Strategy, mission are key facets to defense budget cuts, Carlisle tells panel

Hawk Carlisle at a previous Reagan Forum in Simi Valley.

ARLINGTON, VA -- With talk of cuts emerging for the U.S. defense budget, Hawk Carlisle said such cuts are best done strategically and with clear direction from the Defense Department on its wants and needs and how it plans to use its resources.

Carlisle, president and CEO of the National Defense Industrial Association, offered his comments during "The Future of Defense Spending: Strategic Choices and Hard Tradeoffs," a panel discussion presented by the Ronald Reagan Presidential Foundation & Institute on April 13.

“The worst situation we could be in is where we cut the defense budget and we don’t do it strategically. … I have the battle scars from my days in uniform, trying to retire airplanes,” said Carlisle, a retired Air Force four-star general who, during his nearly 40 years of service, led U.S. commands worldwide. “One person’s legacy (system) is another person’s requirement.”

However, the Defense Department must really articulate the programs and systems it wants and why. “We have a goal that we’re moving toward,” he said.

Carlisle noted the remarks of fellow panelist, Rep.
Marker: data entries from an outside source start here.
use crate::token::{lookup_ident, Span, Token, TokenKind};

/// Pull-based lexer. Each call to [`Lexer::next_token`] consumes input
/// monotonically; once the end is reached every further call yields EOF.
pub struct Lexer {
    source: String,
    start: usize,
    current: usize,
    finished: bool,
}

impl Lexer {
    pub fn new(source: impl Into<String>) -> Self {
        Self {
            source: source.into(),
            start: 0,
            current: 0,
            finished: false,
        }
    }

    pub fn next_token(&mut self) -> Token {
        self.skip_whitespace();
        self.start = self.current;

        let Some(c) = self.advance() else {
            return Token::eof(self.source.len());
        };

        let token = match c {
            '=' => {
                if self.match_char('=') {
                    self.make_token(TokenKind::Eq)
                } else {
                    self.make_token(TokenKind::Assign)
                }
            }
            '!' => {
                if self.match_char('=') {
                    self.make_token(TokenKind::NotEq)
                } else {
                    self.make_token(TokenKind::Bang)
                }
            }
            '+' => self.make_token(TokenKind::Plus),
            '-' => self.make_token(TokenKind::Minus),
            '*' => self.make_token(TokenKind::Asterisk),
            '/' => self.make_token(TokenKind::Slash),
            '<' => self.make_token(TokenKind::Lt),
            '>' => self.make_token(TokenKind::Gt),
            ',' => self.make_token(TokenKind::Comma),
            ';' => self.make_token(TokenKind::Semicolon),
            '(' => self.make_token(TokenKind::LeftParen),
            ')' => self.make_token(TokenKind::RightParen),
            '{' => self.make_token(TokenKind::LeftBrace),
            '}' => self.make_token(TokenKind::RightBrace),
            c if c.is_ascii_digit() => self.number(),
            c if is_letter(c) => self.identifier(),
            _ => self.make_token(TokenKind::Illegal),
        };

        tracing::trace!(kind = %token.kind, literal = %token.literal, "token");
        token
    }

    fn skip_whitespace(&mut self) {
        while let Some(c) = self.peek() {
            if c.is_whitespace() || c.is_control() {
                self.advance();
            } else {
                break;
            }
        }
    }

    fn advance(&mut self) -> Option<char> {
        let c = self.peek()?;
        self.current += c.len_utf8();
        Some(c)
    }

    fn peek(&self) -> Option<char> {
        self.source[self.current..].chars().next()
    }

    fn match_char(&mut self, expected: char) -> bool {
        if self.peek() == Some(expected) {
            self.advance();
            true
        } else {
            false
        }
    }

    fn number(&mut self) -> Token {
        while self.peek().is_some_and(|c| c.is_ascii_digit()) {
            self.advance();
        }
        self.make_token(TokenKind::Int)
    }

    fn identifier(&mut self) -> Token {
        while self.peek().is_some_and(is_letter) {
            self.advance();
        }

        let kind = lookup_ident(&self.source[self.start..self.current]);
        self.make_token(kind)
    }

    fn make_token(&self, kind: TokenKind) -> Token {
        Token::new(
            kind,
            &self.source[self.start..self.current],
            Span::new(self.start, self.current),
        )
    }
}

fn is_letter(c: char) -> bool {
    c.is_ascii_alphabetic() || c == '_'
}

/// Yields every token up to and including the first EOF.
impl Iterator for Lexer {
    type Item = Token;

    fn next(&mut self) -> Option<Token> {
        if self.finished {
            return None;
        }

        let token = self.next_token();
        if token.kind == TokenKind::Eof {
            self.finished = true;
        }
        Some(token)
    }
}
Adam Smith (D-WA), chairman of the House Armed Services Committee, in that there also is a political angle that looms large in this issue.
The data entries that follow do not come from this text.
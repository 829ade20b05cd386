use std::io::{self, BufRead, Write};

use crate::evaluator::Evaluator;
use crate::parser;
use crate::runner::{displays_result, Options};

pub const PROMPT: &str = ">> ";

pub fn banner(user: &str) -> String {
    format!(
        "Hello {}! This is the cmm programming language!\nFeel free to type in commands",
        user
    )
}

/// Runs the read-eval-print loop until end of input or an exit command.
/// Bindings persist across lines through one shared environment.
pub fn start<R: BufRead, W: Write>(input: R, mut output: W, options: Options) -> io::Result<()> {
    let mut evaluator = Evaluator::new();
    let mut lines = input.lines();

    loop {
        write!(output, "{}", PROMPT)?;
        output.flush()?;

        let Some(line) = lines.next() else {
            // EOF reached (Ctrl+D or piped input ended)
            writeln!(output)?;
            break;
        };

        let line = line?;
        let line = line.trim();
        if line.is_empty() {
            continue;
        }
        if matches!(line, "exit" | "exit()" | "quit") {
            writeln!(output, "Goodbye!")?;
            break;
        }

        run_repl_command(line, &mut evaluator, options, &mut output)?;
    }

    Ok(())
}

fn run_repl_command<W: Write>(
    source: &str,
    evaluator: &mut Evaluator,
    options: Options,
    output: &mut W,
) -> io::Result<()> {
    let (program, errors) = parser::parse(source);
    if !errors.is_empty() {
        for error in &errors {
            error.write_report(source, None, options.color, &mut *output)?;
        }
        return Ok(());
    }

    if options.print_ast {
        return writeln!(output, "{}", program);
    }

    let result = evaluator.evaluate_program(&program);
    if displays_result(&program) {
        writeln!(output, "{}", result.inspect())?;
    }

    Ok(())
}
“The ability to get to those tough decisions that, in the near term, can affect districts and states, that is going to be a huge challenge,” Carlisle said.

One bright spot in this situation, Carlisle said, is that with authorizations and appropriations, there is a bipartisan consensus in both the House and Senate on judicious moves on the defense budget. “Our hope is that the way the legislation goes and with the authorizers, you can get to that strategic plan,” he said.

The entire panel discussion plus the event’s opening remarks and a Q&A with Smith, can be seen here on YouTube.

Panel members were Carlisle and Smith and Mackenzie Eaglen, resident fellow at the American Enterprise Institute. The moderator was Thomas Mahnken, president and CEO of the Center for Strategic Budgetary Assessments.